__WORK TASK__.
Give again the line that contains "on every request." and every line after it to the end of the records. Keep them exactly as they are and add nothing.

__RECORDS PROVIDED__.
// Shared transport configuration for building reqwest::Client instances.
//
// TLS, timeout, default headers and bearer auth are folded into one
// builder so every HttpTransport is constructed the same way.

use std::path::PathBuf;
use std::time::Duration;

use reqwest::header::{AUTHORIZATION, HeaderMap, HeaderValue};
use secrecy::{ExposeSecret, SecretString};

use crate::error::Error;

const DEFAULT_USER_AGENT: &str = concat!("datalane/", env!("CARGO_PKG_VERSION"));

/// TLS verification mode.
#[derive(Debug, Clone, Default, PartialEq, Eq)]
pub enum TlsMode {
    /// Use the system certificate store.
    #[default]
    System,
    /// Use a custom CA certificate from the given PEM file.
    CustomCa(PathBuf),
    /// Accept any certificate (self-signed development backends).
    DangerAcceptInvalid,
}

/// Shared transport configuration for building HTTP clients.
#[derive(Debug, Clone)]
pub struct TransportConfig {
    pub tls: TlsMode,
    pub timeout: Duration,
    /// Sent as `Authorization: Bearer <token>` on every request.
    pub bearer_token: Option<SecretString>,
    pub user_agent: String,
}

impl Default for TransportConfig {
    fn default() -> Self {
        Self {
            tls: TlsMode::System,
            timeout: Duration::from_secs(30),
            bearer_token: None,
            user_agent: DEFAULT_USER_AGENT.into(),
        }
    }
}

impl TransportConfig {
    /// Build a `reqwest::Client` from this config.
    pub fn build_client(&self) -> Result<reqwest::Client, Error> {
        let mut headers = HeaderMap::new();
        if let Some(ref token) = self.bearer_token {
            let mut value = HeaderValue::from_str(&format!("Bearer {}", token.expose_secret()))
                .map_err(|e| Error::Tls(format!("invalid bearer token header value: {e}")))?;
            value.set_sensitive(true);
            headers.insert(AUTHORIZATION, value);
        }

        let mut builder = reqwest::Client::builder()
            .timeout(self.timeout)
            .user_agent(self.user_agent.clone())
            .default_headers(headers);

        match &self.tls {
            TlsMode::System => {}
            TlsMode::CustomCa(path) => {
                let cert_pem = std::fs::read(path)
                    .map_err(|e| Error::Tls(format!("failed to read CA cert: {e}")))?;
                let cert = reqwest::Certificate::from_pem(&cert_pem)
                    .map_err(|e| Error::Tls(format!("invalid CA cert: {e}")))?;
                builder = builder.add_root_certificate(cert);
            }
            TlsMode::DangerAcceptInvalid => {
                builder = builder.danger_accept_invalid_certs(true);
            }
        }

        builder
            .build()
            .map_err(|e| Error::Tls(format!("failed to build HTTP client: {e}")))
    }

    pub fn with_bearer_token(mut self, token: SecretString) -> Self {
        self.bearer_token = Some(token);
        self
    }

    pub fn with_timeout(mut self, timeout: Duration) -> Self {
        self.timeout = timeout;
        self
    }
}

__RESPONSE TO THIS EXERCISE__.
    /// Sent as `Authorization: Bearer <token>` on every request.
    pub bearer_token: Option<SecretString>,
    pub user_agent: String,
}

impl Default for TransportConfig {
    fn default() -> Self {
        Self {
            tls: TlsMode::System,
            timeout: Duration::from_secs(30),
            bearer_token: None,
            user_agent: DEFAULT_USER_AGENT.into(),
        }
    }
}

impl TransportConfig {
    /// Build a `reqwest::Client` from this config.
    pub fn build_client(&self) -> Result<reqwest::Client, Error> {
        let mut headers = HeaderMap::new();
        if let Some(ref token) = self.bearer_token {
            let mut value = HeaderValue::from_str(&format!("Bearer {}", token.expose_secret()))
                .map_err(|e| Error::Tls(format!("invalid bearer token header value: {e}")))?;
            value.set_sensitive(true);
            headers.insert(AUTHORIZATION, value);
        }

        let mut builder = reqwest::Client::builder()
            .timeout(self.timeout)
            .user_agent(self.user_agent.clone())
            .default_headers(headers);

        match &self.tls {
            TlsMode::System => {}
            TlsMode::CustomCa(path) => {
                let cert_pem = std::fs::read(path)
                    .map_err(|e| Error::Tls(format!("failed to read CA cert: {e}")))?;
                let cert = reqwest::Certificate::from_pem(&cert_pem)
                    .map_err(|e| Error::Tls(format!("invalid CA cert: {e}")))?;
                builder = builder.add_root_certificate(cert);
            }
            TlsMode::DangerAcceptInvalid => {
                builder = builder.danger_accept_invalid_certs(true);
            }
        }

        builder
            .build()
            .map_err(|e| Error::Tls(format!("failed to build HTTP client: {e}")))
    }

    pub fn with_bearer_token(mut self, token: SecretString) -> Self {
        self.bearer_token = Some(token);
        self
    }

    pub fn with_timeout(mut self, timeout: Duration) -> Self {
        self.timeout = timeout;
        self
    }
}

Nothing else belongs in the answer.